Geodesic Domes

R. Buckminster Fuller spent much of the early 20th Century looking for ways to improve human shelter by:

• Applying modern technological know-how to shelter construction.
• Making shelter more comfortable and efficient.
• Making shelter more economically available to a greater number of people.

After acquiring some experience in the building industry and discovering the traditional practices and perceptions which severely limit changes and improvements in construction practices, Fuller carefully examined, and improved, interior structure equipment, including the toilet (similar to the ones now used in airplanes), the shower (which cleans more efficiently using less water), and the bathroom as a whole. He studied structure shells, and devised a number of alternatives, each less expensive, lighter, and stronger than traditional wood, brick, and stone buildings.

He could do this, in part, because newer building materials were available, and partly because his structures use the principle of tension instead of the usual compression. About these homes, Fuller writes in 1928, “These new homes are structured after the natural system of humans and trees with a central stem or backbone, from which all else is independently hung, utilizing gravity instead of opposing it. This results in a construction similar to an airplane, light, taut, and profoundly strong.” (4D Timelock)

In 1944, the United States suffered a serious housing shortage. Government officials knew that Fuller had developed a prototype single family dwelling which could be produced rapidly, using the same equipment which had previously built war-time airplanes. They could be “installed” anywhere, the way a telephone is installed, and with little additional difficulty. When one official flew to Wichita, Kansas to see this house, which Beech Aircraft and Fuller built, the man reportedly gasped, “My God! This is the house of the future!”

Soon, unsolicited checks poured in from people who wanted to purchase this new kind of house, but Fuller was never able to get it into full production. This was due to many obstacles such as only union contractors were able to hook the houses up to water, power and sewers in many cities.
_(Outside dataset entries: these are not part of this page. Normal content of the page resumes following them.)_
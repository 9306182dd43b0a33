use super::*;

/// What happens to the frame's area of the canvas once the frame's delay is
/// over, before the next frame is drawn.
#[derive(Debug, Clone, Copy, Default, PartialEq, Eq, PartialOrd, Ord, Hash)]
#[repr(u8)]
pub enum DisposeOp {
  /// Leave the canvas as it is.
  #[default]
  None = 0,
  /// Clear the frame's area to transparent black.
  Background = 1,
  /// Put back what the canvas held before this frame was drawn.
  Previous = 2,
}
impl TryFrom<u8> for DisposeOp {
  type Error = ();
  #[inline]
  fn try_from(value: u8) -> Result<Self, Self::Error> {
    Ok(match value {
      0 => Self::None,
      1 => Self::Background,
      2 => Self::Previous,
      _ => return Err(()),
    })
  }
}

/// How the frame's pixels are combined with the canvas.
#[derive(Debug, Clone, Copy, Default, PartialEq, Eq, PartialOrd, Ord, Hash)]
#[repr(u8)]
pub enum BlendOp {
  /// All channels, alpha included, replace the canvas pixels.
  #[default]
  Source = 0,
  /// Alpha composite the frame over the canvas.
  Over = 1,
}
impl TryFrom<u8> for BlendOp {
  type Error = ();
  #[inline]
  fn try_from(value: u8) -> Result<Self, Self::Error> {
    Ok(match value {
      0 => Self::Source,
      1 => Self::Over,
      _ => return Err(()),
    })
  }
}

/// `fcTL`: Frame control
///
/// Comes before each frame's data and says where the frame goes, how long it
/// shows, and how it's blended and disposed.
///
/// Spec: [fcTL](https://www.w3.org/TR/png/#fcTL-chunk)
#[derive(Debug, Clone, Copy, PartialEq, Eq, Hash)]
#[allow(nonstandard_style)]
pub struct fcTL {
  /// Position in the `fcTL`/`fdAT` sequence, starting from 0.
  pub sequence_number: u32,
  /// Frame width, more than 0.
  pub width: u32,
  /// Frame height, more than 0.
  pub height: u32,
  /// Frame position on the canvas.
  pub x_offset: u32,
  /// Frame position on the canvas.
  pub y_offset: u32,
  /// Delay numerator, in seconds.
  pub delay_num: u16,
  /// Delay denominator. 0 means 100.
  pub delay_den: u16,
  /// Canvas treatment after the frame.
  pub dispose_op: DisposeOp,
  /// Canvas treatment during the frame.
  pub blend_op: BlendOp,
}
impl fcTL {
  /// Checks the field rules.
  ///
  /// ## Failure
  /// * Width or height is 0.
  #[inline]
  pub const fn validate(self) -> Result<Self, ValidationError> {
    if self.width == 0 {
      return Err(ValidationError::new(ChunkTy::fcTL, "width", 0));
    }
    if self.height == 0 {
      return Err(ValidationError::new(ChunkTy::fcTL, "height", 0));
    }
    Ok(self)
  }

  /// The area of the canvas this frame covers.
  #[inline]
  #[must_use]
  pub const fn rect(&self) -> Rect {
    Rect { x: self.x_offset, y: self.y_offset, width: self.width, height: self.height }
  }

  /// The delay denominator with the "0 means 100" rule applied.
  #[inline]
  #[must_use]
  pub const fn effective_delay_den(&self) -> u16 {
    if self.delay_den == 0 {
      100
    } else {
      self.delay_den
    }
  }

  /// Encodes the 26 byte payload.
  #[must_use]
  pub fn to_bytes(&self) -> [u8; 26] {
    let mut out = [0_u8; 26];
    out[0..4].copy_from_slice(&self.sequence_number.to_be_bytes());
    out[4..8].copy_from_slice(&self.width.to_be_bytes());
    out[8..12].copy_from_slice(&self.height.to_be_bytes());
    out[12..16].copy_from_slice(&self.x_offset.to_be_bytes());
    out[16..20].copy_from_slice(&self.y_offset.to_be_bytes());
    out[20..22].copy_from_slice(&self.delay_num.to_be_bytes());
    out[22..24].copy_from_slice(&self.delay_den.to_be_bytes());
    out[24] = self.dispose_op as u8;
    out[25] = self.blend_op as u8;
    out
  }

  /// Makes an owned chunk holding this record.
  #[inline]
  #[must_use]
  pub fn to_chunk(&self) -> Chunk {
    Chunk::new(ChunkTy::fcTL, self.to_bytes().to_vec())
  }
}
impl TryFrom<&[u8]> for fcTL {
  type Error = ValidationError;
  fn try_from(value: &[u8]) -> Result<Self, Self::Error> {
    let err = |field, value| ValidationError::new(ChunkTy::fcTL, field, value);
    let data: &[u8; 26] = value.try_into().map_err(|_| err("length", value.len() as u32))?;
    let u32_at = |i: usize| u32::from_be_bytes([data[i], data[i + 1], data[i + 2], data[i + 3]]);
    let u16_at = |i: usize| u16::from_be_bytes([data[i], data[i + 1]]);
    fcTL {
      sequence_number: u32_at(0),
      width: u32_at(4),
      height: u32_at(8),
      x_offset: u32_at(12),
      y_offset: u32_at(16),
      delay_num: u16_at(20),
      delay_den: u16_at(22),
      dispose_op: DisposeOp::try_from(data[24]).map_err(|_| err("dispose_op", data[24].into()))?,
      blend_op: BlendOp::try_from(data[25]).map_err(|_| err("blend_op", data[25].into()))?,
    }
    .validate()
  }
}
However, because the houses were already wired and had the plumbing installed by the aircraft company, many construction trade unions made it clear that they would not work on the houses. There were also in-house differences between Fuller and the stockholders. Fuller did not feel the house design was complete; there were problems he wanted to fix. But the stockholders wanted to move ahead. However, the main obstruction was obtaining the financing for the tooling costs, which were purposfully not included in the negotiations with Beech. No bank would finance the project with union problems and stockholder battles.

After the war, Fuller’s efforts focused on the problem of how to build a shelter which is so lightweight, it can be delivered by air. Shelter should be mobile which would require great breakthroughs in the weight-reduction of the materials. Technology would have to follow nature’s design as seen by the spider’s web which can float in a hurricane because of its high strength-to-weight ratio. New shelter would have to be designed that incorporates these principles and that was Fuller’s intent.

The Concepts Behind the Geodesic Dome

One of the ways Buckminster Fuller (“Bucky”) would describe the differences in strength between a rectangle and a triangle would be to apply pressure to both structures. The rectangle would fold up and be unstable but the triangle withstands the pressure and is much more rigid–in fact the triangle is twice as strong. This principle directed his studies toward creating a new architectural design, the geodesic dome, based also upon his idea of “doing more with less.” Fuller discovered that if a spherical structure was created from triangles, it would have unparalleled strength.

The sphere uses the “doing more with less” principle in that it encloses the largest volume of interior space with the least amount of surface area thus saving on materials and cost. Fuller reintroduced the idea that when the sphere’s diameter is doubled it will quadruple its square footage and produce eight times the volume.

The spherical structure of a dome is one of the most efficient interior atmospheres for human dwellings because air and energy are allowed to circulate without obstruction. This enables heating and cooling to occur naturally. Geodesic shelters have been built all around the world in different climates and temperatures and still they have proven to be the most efficient human shelter one can find.

More specifically, the dome is energy efficient for many reasons:

• Its decreased surface area requires less building materials.
• Exposure to cold in the winter and heat in the summer is decreased because, being spherical, there is the least surface area per unity of volume per structure.
• The concave interior creates a natural airflow that allows the hot or cool air to flow evenly throughout the dome with the help of return air ducts.
• Extreme wind turbulence is lessened because the winds that contribute to heat loss flow smoothly around the dome.
• It acts like a type of giant down-pointing headlight reflector and reflects and concentrates interior heat. This helps prevent radiant heat loss.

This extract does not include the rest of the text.